(Dataset entries)

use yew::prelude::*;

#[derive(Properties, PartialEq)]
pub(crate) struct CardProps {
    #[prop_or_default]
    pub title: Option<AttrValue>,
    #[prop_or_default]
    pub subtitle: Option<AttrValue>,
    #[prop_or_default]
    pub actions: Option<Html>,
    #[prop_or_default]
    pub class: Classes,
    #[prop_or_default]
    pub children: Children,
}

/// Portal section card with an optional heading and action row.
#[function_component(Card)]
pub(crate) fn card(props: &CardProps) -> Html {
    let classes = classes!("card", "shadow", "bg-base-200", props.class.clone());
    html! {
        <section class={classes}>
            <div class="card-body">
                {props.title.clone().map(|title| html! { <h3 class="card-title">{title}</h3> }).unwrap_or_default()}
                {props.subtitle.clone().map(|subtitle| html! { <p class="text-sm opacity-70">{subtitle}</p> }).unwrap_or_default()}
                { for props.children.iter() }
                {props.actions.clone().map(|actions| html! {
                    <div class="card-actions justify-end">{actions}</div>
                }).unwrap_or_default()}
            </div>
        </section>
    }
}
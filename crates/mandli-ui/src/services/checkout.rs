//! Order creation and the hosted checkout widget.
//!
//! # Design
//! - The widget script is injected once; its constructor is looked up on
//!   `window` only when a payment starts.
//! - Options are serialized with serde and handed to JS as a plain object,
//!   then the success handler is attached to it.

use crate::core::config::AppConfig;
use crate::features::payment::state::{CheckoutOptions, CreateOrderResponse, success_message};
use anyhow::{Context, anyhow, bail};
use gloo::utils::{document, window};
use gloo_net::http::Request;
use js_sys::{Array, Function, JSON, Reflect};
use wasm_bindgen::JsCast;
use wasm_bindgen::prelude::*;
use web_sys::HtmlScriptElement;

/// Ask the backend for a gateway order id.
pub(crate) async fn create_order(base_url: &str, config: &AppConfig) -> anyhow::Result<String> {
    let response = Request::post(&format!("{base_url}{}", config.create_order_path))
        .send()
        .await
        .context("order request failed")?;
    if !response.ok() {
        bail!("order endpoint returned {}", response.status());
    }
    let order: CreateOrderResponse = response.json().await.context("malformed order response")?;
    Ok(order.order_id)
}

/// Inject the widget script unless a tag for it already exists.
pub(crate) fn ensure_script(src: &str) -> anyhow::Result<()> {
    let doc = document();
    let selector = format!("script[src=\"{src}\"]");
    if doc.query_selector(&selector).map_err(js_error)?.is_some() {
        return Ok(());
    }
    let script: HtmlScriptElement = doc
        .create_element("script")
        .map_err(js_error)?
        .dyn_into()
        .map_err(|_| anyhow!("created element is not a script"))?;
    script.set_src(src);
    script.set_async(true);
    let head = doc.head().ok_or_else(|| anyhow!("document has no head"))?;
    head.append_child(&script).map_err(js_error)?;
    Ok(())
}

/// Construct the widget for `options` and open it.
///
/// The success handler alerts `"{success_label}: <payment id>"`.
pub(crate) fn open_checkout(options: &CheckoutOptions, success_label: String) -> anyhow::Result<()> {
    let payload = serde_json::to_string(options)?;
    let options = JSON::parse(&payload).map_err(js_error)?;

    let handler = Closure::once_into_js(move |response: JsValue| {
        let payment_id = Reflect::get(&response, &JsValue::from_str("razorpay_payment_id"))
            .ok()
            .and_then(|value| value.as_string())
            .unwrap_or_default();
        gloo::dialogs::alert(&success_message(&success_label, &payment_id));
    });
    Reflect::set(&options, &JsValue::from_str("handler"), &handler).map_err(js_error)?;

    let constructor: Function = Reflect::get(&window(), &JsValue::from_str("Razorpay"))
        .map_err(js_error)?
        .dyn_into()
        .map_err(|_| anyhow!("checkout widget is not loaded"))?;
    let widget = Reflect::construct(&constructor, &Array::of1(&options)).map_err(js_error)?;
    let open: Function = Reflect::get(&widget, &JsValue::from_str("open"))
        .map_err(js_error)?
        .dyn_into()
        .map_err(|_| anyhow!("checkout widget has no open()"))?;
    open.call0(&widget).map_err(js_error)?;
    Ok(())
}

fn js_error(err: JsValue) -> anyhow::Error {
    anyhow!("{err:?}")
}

WHAT YOU NEED TO DO> Return each entry without altering a single word.

YOUR SOLUTION>
use yew::prelude::*;

#[derive(Properties, PartialEq)]
pub(crate) struct CardProps {
    #[prop_or_default]
    pub title: Option<AttrValue>,
    #[prop_or_default]
    pub subtitle: Option<AttrValue>,
    #[prop_or_default]
    pub actions: Option<Html>,
    #[prop_or_default]
    pub class: Classes,
    #[prop_or_default]
    pub children: Children,
}

/// Portal section card with an optional heading and action row.
#[function_component(Card)]
pub(crate) fn card(props: &CardProps) -> Html {
    let classes = classes!("card", "shadow", "bg-base-200", props.class.clone());
    html! {
        <section class={classes}>
            <div class="card-body">
                {props.title.clone().map(|title| html! { <h3 class="card-title">{title}</h3> }).unwrap_or_default()}
                {props.subtitle.clone().map(|subtitle| html! { <p class="text-sm opacity-70">{subtitle}</p> }).unwrap_or_default()}
                { for props.children.iter() }
                {props.actions.clone().map(|actions| html! {
                    <div class="card-actions justify-end">{actions}</div>
                }).unwrap_or_default()}
            </div>
        </section>
    }
}
filename crates/mandli-ui/src/services/checkout.rs
//! Order creation and the hosted checkout widget.
//!
//! # Design
//! - The widget script is injected once; its constructor is looked up on
//!   `window` only when a payment starts.
//! - Options are serialized with serde and handed to JS as a plain object,
//!   then the success handler is attached to it.

use crate::core::config::AppConfig;
use crate::features::payment::state::{CheckoutOptions, CreateOrderResponse, success_message};
use anyhow::{Context, anyhow, bail};
use gloo::utils::{document, window};
use gloo_net::http::Request;
use js_sys::{Array, Function, JSON, Reflect};
use wasm_bindgen::JsCast;
use wasm_bindgen::prelude::*;
use web_sys::HtmlScriptElement;

/// Ask the backend for a gateway order id.
pub(crate) async fn create_order(base_url: &str, config: &AppConfig) -> anyhow::Result<String> {
    let response = Request::post(&format!("{base_url}{}", config.create_order_path))
        .send()
        .await
        .context("order request failed")?;
    if !response.ok() {
        bail!("order endpoint returned {}", response.status());
    }
    let order: CreateOrderResponse = response.json().await.context("malformed order response")?;
    Ok(order.order_id)
}

/// Inject the widget script unless a tag for it already exists.
pub(crate) fn ensure_script(src: &str) -> anyhow::Result<()> {
    let doc = document();
    let selector = format!("script[src=\"{src}\"]");
    if doc.query_selector(&selector).map_err(js_error)?.is_some() {
        return Ok(());
    }
    let script: HtmlScriptElement = doc
        .create_element("script")
        .map_err(js_error)?
        .dyn_into()
        .map_err(|_| anyhow!("created element is not a script"))?;
    script.set_src(src);
    script.set_async(true);
    let head = doc.head().ok_or_else(|| anyhow!("document has no head"))?;
    head.append_child(&script).map_err(js_error)?;
    Ok(())
}

/// Construct the widget for `options` and open it.
///
/// The success handler alerts `"{success_label}: <payment id>"`.
pub(crate) fn open_checkout(options: &CheckoutOptions, success_label: String) -> anyhow::Result<()> {
    let payload = serde_json::to_string(options)?;
    let options = JSON::parse(&payload).map_err(js_error)?;

    let handler = Closure::once_into_js(move |response: JsValue| {
        let payment_id = Reflect::get(&response, &JsValue::from_str("razorpay_payment_id"))
            .ok()
            .and_then(|value| value.as_string())
            .unwrap_or_default();
        gloo::dialogs::alert(&success_message(&success_label, &payment_id));
    });
    Reflect::set(&options, &JsValue::from_str("handler"), &handler).map_err(js_error)?;

    let constructor: Function = Reflect::get(&window(), &JsValue::from_str("Razorpay"))
        .map_err(js_error)?
        .dyn_into()
        .map_err(|_| anyhow!("checkout widget is not loaded"))?;
    let widget = Reflect::construct(&constructor, &Array::of1(&options)).map_err(js_error)?;
    let open: Function = Reflect::get(&widget, &JsValue::from_str("open"))
        .map_err(js_error)?
        .dyn_into()
        .map_err(|_| anyhow!("checkout widget has no open()"))?;
    open.call0(&widget).map_err(js_error)?;
    Ok(())
}

fn js_error(err: JsValue) -> anyhow::Error {
    anyhow!("{err:?}")
}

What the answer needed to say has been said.